HighTower Doubles Team Aimed at Breakaways

Spurred by the brisk stream of breakaway brokers, HighTower has doubled the size of its business development team.

The fast-growing company has also announced the addition of two new partnership teams in the last week: the Andriole Group, a Merrill Lynch breakaway team in Madison, Conn., and Klein Wealth Management, a former UBS team from Long Island, N.Y.

A steady supply of breakaway brokers spurred HighTower to double its business development team from two to four, says executive vice president Mike Papedis.

“We were so encouraged based on what we see in the breakaway broker market that we decided to expand our business development team to be able to service our robust pipeline,” Papedis says. “There is increasing evidence that wealth teams are becoming more sophisticated than wirehouses can handle and are voting with their feet.”

The expansion is also aimed at building up HighTower’s multiple affiliation models -- including not only its partnerships but also the HighTower Network, which offers advisors an independent contractor affiliation under the HighTower brand and ADV, and the HighTower Alliance, which offers a platform for firms who want to remain independent RIAs, Papedis adds.

BRANDING & RESOURCES

At the newest HighTower affiliate, founder Charles Andriole says he liked HighTower’s national brand, advisor-owned business model, “deep” operational resources and “culturally and philosophically recognizing early on a significant change in client expectations.”

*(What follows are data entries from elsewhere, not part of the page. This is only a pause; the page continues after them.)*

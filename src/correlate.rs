//! Event correlator — maps per-process event offsets (executed CPU
//! ticks) to absolute simulated times.
//!
//! A process preempted into several slices executes its ticks
//! discontinuously, so an event at offset `k` is found by walking that
//! process's slices in order, accumulating executed time: the event
//! lands in the slice whose window `[accumulated, accumulated + len)`
//! contains `k`, at `slice.start + (k - accumulated)`. The correlator
//! is stateless over `(process, timeline)` and is recomputed whenever
//! the timeline changes.

use crate::process::Process;
use crate::time::SimTime;
use crate::timeline::{Slice, Timeline};

// ── PlacedEvent ───────────────────────────────────────────────────────

/// A process event resolved against a timeline.
#[derive(Debug, Clone, PartialEq, Eq)]
#[cfg_attr(feature = "serialize", derive(serde::Serialize, serde::Deserialize))]
pub struct PlacedEvent {
    /// Executed-ticks offset within the owning process.
    pub offset: u64,
    /// Operation description, copied from the process definition.
    pub label: String,
    /// Absolute simulated time, or `None` if the process has not
    /// executed `offset` ticks yet.
    pub at: Option<SimTime>,
}

// ── Correlation ───────────────────────────────────────────────────────

/// Place all of `process`'s events against the full timeline.
///
/// On a complete timeline every event resolves to `Some`, because slice
/// durations sum to `exec_time` and offsets are below it.
pub fn correlate(process: &Process, timeline: &Timeline) -> Vec<PlacedEvent> {
    place(process, timeline.slices_for(process.id), None)
}

/// Place `process`'s events using only execution visible strictly
/// before `cutoff`. Events beyond the executed prefix are reported with
/// `at: None` ("not yet occurred").
pub fn correlate_at(process: &Process, timeline: &Timeline, cutoff: SimTime) -> Vec<PlacedEvent> {
    place(process, timeline.slices_for(process.id), Some(cutoff))
}

fn place<'a>(
    process: &Process,
    slices: impl Iterator<Item = &'a Slice>,
    cutoff: Option<SimTime>,
) -> Vec<PlacedEvent> {
    // Window list: (executed-before, start, len) per visible slice.
    let mut windows: Vec<(u64, u64, u64)> = Vec::new();
    let mut accumulated = 0u64;
    for slice in slices {
        let (start, end) = match cutoff {
            Some(t) if slice.start >= t => continue,
            Some(t) => (slice.start.ticks(), slice.end.min(t).ticks()),
            None => (slice.start.ticks(), slice.end.ticks()),
        };
        windows.push((accumulated, start, end - start));
        accumulated += end - start;
    }

    process
        .events
        .iter()
        .map(|event| {
            let at = windows
                .iter()
                .find(|(acc, _, len)| event.offset >= *acc && event.offset < acc + len)
                .map(|(acc, start, _)| SimTime::new(start + (event.offset - acc)));
            PlacedEvent {
                offset: event.offset,
                label: event.label.clone(),
                at,
            }
        })
        .collect()
}

// ── Annotated timeline ────────────────────────────────────────────────

/// A slice annotated with the events that fire inside it, for the
/// rendering/metrics output boundary.
#[derive(Debug, Clone, PartialEq, Eq)]
#[cfg_attr(feature = "serialize", derive(serde::Serialize, serde::Deserialize))]
pub struct AnnotatedSlice {
    pub slice: Slice,
    /// Events firing within `[slice.start, slice.end)`, all resolved.
    pub events: Vec<PlacedEvent>,
}

/// Annotate every slice of the timeline with its correlated events.
pub fn annotate(timeline: &Timeline, processes: &[Process]) -> Vec<AnnotatedSlice> {
    timeline
        .slices()
        .iter()
        .map(|slice| {
            let events = processes
                .iter()
                .find(|p| p.id == slice.process)
                .map(|process| {
                    correlate(process, timeline)
                        .into_iter()
                        .filter(|e| {
                            e.at.is_some_and(|at| at >= slice.start && at < slice.end)
                        })
                        .collect()
                })
                .unwrap_or_default();
            AnnotatedSlice { slice: *slice, events }
        })
        .collect()
}

#[cfg(test)]
mod tests {
    use super::*;
    use crate::algorithm::Algorithm;
    use crate::sched::schedule;

    #[test]
    fn test_events_in_unsplit_run() {
        let processes = vec![Process::new(1, 3, 5)
            .with_event(0, "load instruction")
            .with_event(4, "store result in register")];
        let timeline = schedule(&processes, Algorithm::Fcfs).unwrap();

        let placed = correlate(&processes[0], &timeline);
        assert_eq!(placed[0].at, Some(SimTime::new(3)));
        assert_eq!(placed[1].at, Some(SimTime::new(7)));
    }

    #[test]
    fn test_events_across_preemption_split() {
        // P1 executes [0,3) and [5,9); offset 4 is its 5th executed
        // tick, which happens at absolute time 6.
        let processes = vec![
            Process::new(1, 0, 7)
                .with_event(2, "compare values")
                .with_event(3, "push to stack")
                .with_event(4, "pop from stack"),
            Process::new(2, 3, 2).with_priority(-1),
        ];
        let timeline = schedule(&processes, Algorithm::PriorityPreemptive).unwrap();
        // Timeline: P1:0-3, P2:3-5, P1:5-9.

        let placed = correlate(&processes[0], &timeline);
        assert_eq!(placed[0].at, Some(SimTime::new(2)));
        assert_eq!(placed[1].at, Some(SimTime::new(5)));
        assert_eq!(placed[2].at, Some(SimTime::new(6)));
    }

    #[test]
    fn test_cutoff_marks_future_events_pending() {
        let processes = vec![Process::new(1, 0, 6)
            .with_event(1, "early")
            .with_event(5, "late")];
        let timeline = schedule(&processes, Algorithm::Fcfs).unwrap();

        let placed = correlate_at(&processes[0], &timeline, SimTime::new(3));
        assert_eq!(placed[0].at, Some(SimTime::new(1)));
        assert_eq!(placed[1].at, None);
    }

    #[test]
    fn test_cutoff_at_zero_places_nothing() {
        let processes = vec![Process::new(1, 0, 4).with_event(0, "first tick")];
        let timeline = schedule(&processes, Algorithm::Fcfs).unwrap();
        let placed = correlate_at(&processes[0], &timeline, SimTime::ZERO);
        assert_eq!(placed[0].at, None);
    }

    #[test]
    fn test_event_at_resume_boundary() {
        // Offset equal to the ticks executed in the first run maps to
        // the first tick of the resumed slice, not the gap.
        let processes = vec![
            Process::new(1, 0, 6).with_event(3, "resume marker"),
            Process::new(2, 3, 4).with_priority(-1),
        ];
        let timeline = schedule(&processes, Algorithm::PriorityPreemptive).unwrap();
        // Timeline: P1:0-3, P2:3-7, P1:7-10.

        let placed = correlate(&processes[0], &timeline);
        assert_eq!(placed[0].at, Some(SimTime::new(7)));
    }

    #[test]
    fn test_annotate_attaches_events_to_owning_slice() {
        let processes = vec![
            Process::new(1, 0, 7).with_event(2, "a").with_event(4, "b"),
            Process::new(2, 3, 2).with_priority(-1),
        ];
        let timeline = schedule(&processes, Algorithm::PriorityPreemptive).unwrap();
        // Timeline: P1:0-3, P2:3-5, P1:5-9.

        let annotated = annotate(&timeline, &processes);
        assert_eq!(annotated.len(), 3);
        assert_eq!(annotated[0].events.len(), 1); // offset 2 at T=2
        assert_eq!(annotated[1].events.len(), 0);
        assert_eq!(annotated[2].events.len(), 1); // offset 4 at T=6
        assert_eq!(annotated[2].events[0].at, Some(SimTime::new(6)));
    }
}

The team’s clients wanted to be with an objective, independent firm that operated with transparency and a fiduciary model and wasn’t captive to one custodian, he says -- which meant staying with a large wirehouse was no longer an option.

After vetting the options, including “complete independence,” Andriole says his team decided to go with HighTower for being able to help them meet those criteria.

The Andriole Group manages $700 million in client assets and specializes in high-net-worth individuals and families, their related businesses and select nonprofit organizations. Andriole and the firm’s other principals -- Geoffrey Gregory, Robert DeLucca and Matthew J. Montana -- join HighTower as partners and managing directors.

TRANSITION CONCERNS

The biggest concern of potential breakaways is how to “de-risk their transition,” Papedis says.

“The most important element for them is to be able to import and replicate their revenue,” Papedis. “They need help and want a guided path to independence. They want to spend their time doing what they do best, serving their clients, and not running the business.”

Klein Wealth Management, a $210 million team based in Melville, N.Y., specializes in developing tax-efficient, philanthropy-oriented strategies for high-net-worth individuals and families, corporations and private foundations.

The new firm’s principal, Peter Klein, will become a HighTower partner and managing director.

Klein’s practices for managing charitable foundations are included in A Passion for Giving: Tools and Inspiration for Creating a Charitable Foundation, published by Wiley in 2012. He was previously a senior vice president of investments at UBS, and joined UBS predecessor firm Paine Webber in 1994.